I stood in the crowd in 2000 as Green and the Buounicontis broke ground for The Miami Project.
“That’s where it happened,” Nick said that day, pointing a mile away at the Orange Bowl. “It was one thought no team could when them all. It was once considered an impossible dream. Like our ’72 Dolphins had (Larry) Csonka and (Jim) Kiick and (Dick) Anderson and (Jake) Scott, the Miami Project has Green and Marc and a team of scientists to do the impossible.”
I watched Marc deliver the introduction at his father’s Pro Football Hall of Fame induction in 2001, listened to him talk through tears at his father’s memorial in 2019 and saw him go from a scared teenager of 19 to a grown man of 59 with a wife, Cynthia, and several private businesses.

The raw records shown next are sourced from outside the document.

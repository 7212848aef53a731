//! Error types for database setup and migrations

use sqlx::Error as SqlxError;
use thiserror::Error;

/// Custom error type for database operations
#[derive(Error, Debug)]
pub enum DatabaseError {
    /// Error occurred during database connection
    #[error("Database connection error: {0}")]
    Connection(#[source] SqlxError),

    /// Error occurred during database query execution
    #[error("Database query error: {0}")]
    Query(#[source] SqlxError),

    /// Error occurred during database migration
    #[error("Database migration error: {0}")]
    Migration(String),

    /// Configuration error
    #[error("Database configuration error: {0}")]
    Configuration(String),
}

impl From<SqlxError> for DatabaseError {
    fn from(err: SqlxError) -> Self {
        DatabaseError::Query(err)
    }
}

/// Type alias for Result with DatabaseError
pub type DatabaseResult<T> = Result<T, DatabaseError>;
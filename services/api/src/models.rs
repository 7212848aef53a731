//! API models for request and response payloads

use serde::Serialize;
use uuid::Uuid;

pub mod fair;
pub mod stand;

/// Response for the current-user endpoint
#[derive(Debug, Serialize)]
pub struct MeResponse {
    pub id: Uuid,
    pub roles: Vec<String>,
    pub highest_role: common::rbac::Role,
    pub permissions: Vec<String>,
}
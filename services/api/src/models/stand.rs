//! Stand models for the API service

use chrono::{DateTime, Utc};
use serde::{Deserialize, Serialize};
use sqlx::FromRow;
use uuid::Uuid;

/// One allocable vendor slot of a fair
#[derive(Debug, Clone, PartialEq, Eq, Serialize, Deserialize, FromRow)]
pub struct Stand {
    pub id: Uuid,
    pub fair_id: Uuid,
    /// `<Letter><2-digit number>`, e.g. `A01`
    pub code: String,
    pub assigned_date: DateTime<Utc>,
    pub occupied: bool,
}

/// Request for setting the occupied flag of a stand
#[derive(Debug, Clone, Deserialize)]
pub struct StandOccupancyRequest {
    pub occupied: bool,
}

Now I sit in a classroom on the seventh floor of the Miami Project as a neurosurgery resident, Seth Tigchelaar, talked to a small audience of students and donors of the next step being taken. “Neuralink: Restoring autonomy with brain interfaces,” his talk was titled.
Diagrams and photos show a Neuralink chip being implanted in the part of the brain that involved arm movement. A video shows a quadriplegic thinking about moving his arm and a mechanical arm bringing him a cup of water to drink. Another video shows a father who is quadriplegic playing tic-tac-toe with his daughter. Another, the first woman to receive this chip, shows her artwork.
“There are three patients in Miami that we have worked with,” Tigchelaar said.
There are only 11 such patients worldwide. Tigchelaar talks of the ability in years to come to do thousands of such surgeries a year. The problem is a common one: Money.
“You know how on a great team everyone knows their role?” Marc once said. “Raising money is my job.”
The greatest sports story of them all?
Maybe because it’s not about sports.